Monthly Archives: December 2013

“Elles”: The Impact of French Women Artists

December 17, 2013
Rosa Bonheur: Study of a Cow. Courtesy en:Figge Art Museum, oil painting, c.1840

Rosa Bonheur: Study of a Cow. Courtesy en:Figge Art Museum, oil painting, c.1840

In Dr. Anna Tahinci’s upcoming class, “”Elles”: French Women Artists”, French women’s contributions to the visual arts from the 18th century until today will be examined. According to Tahinci, “the class emphasis will include not only stylistic developments, but also the way French women artists interacted with the ideas and values of their time and culture”. Recently we visited with Tahinci to find out more.
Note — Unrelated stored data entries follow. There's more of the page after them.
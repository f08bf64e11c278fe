//! Station search and direct booking.

use chrono::{DateTime, Utc};
use evcharge_client::EvChargeClient;
use evcharge_core::{BookStationRequest, StationId};

use crate::error::CliError;
use crate::output;

/// List stations free at `at`.
pub async fn free(client: &EvChargeClient, at: DateTime<Utc>) -> Result<(), CliError> {
    let stations = client.stations().available_at(at).await?;
    if stations.is_empty() {
        output::line(format_args!("No stations free at {at}"));
        return Ok(());
    }

    for station in &stations {
        output::line(format_args!(
            "{:>6}  {:<30} {:>9.5}, {:>10.5}{}",
            station.id.as_i64(),
            station.title,
            station.latitude,
            station.longitude,
            if station.active { "" } else { "  (inactive)" }
        ));
    }
    Ok(())
}

/// Book a station from `start`.
pub async fn book(
    client: &EvChargeClient,
    station_id: StationId,
    start: DateTime<Utc>,
) -> Result<(), CliError> {
    if !client.session().is_authenticated() {
        return Err(CliError::NotLoggedIn);
    }
    let ack = client
        .stations()
        .book(
            BookStationRequest {
                gas_station_id: station_id,
            },
            start,
        )
        .await?;
    output::ack(&format!("Station {station_id} booked from {start}"), &ack)
}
WIH Reporter: What things would surprise us to know about the French women artists?

Tahinci: It was extremely difficult for a woman in France until the very end of the 19th century to receive proper artistic training because of the impossibility to have access to the Ecole des Beaux-Arts, the official School of Fine Arts. It was only in 1897 that a special section for women was created (separated from the male section) at the Ecole des Beaux Arts, thanks to a battle organized by sculptress Hélène Bertaux. Women had to wait until 1900 to have access to the study of nude male models and 1903 to be allowed to be part of the special exam for the prestigious Prix de Rome, that allowed them to study in Rome and obtain official commissions. As a result, only women who were daughters, sisters, wives or family members of artists could receive proper artistic training. Women were considered as “muses” and “models” of male artists, excelling mostly in the decorative arts and crafts.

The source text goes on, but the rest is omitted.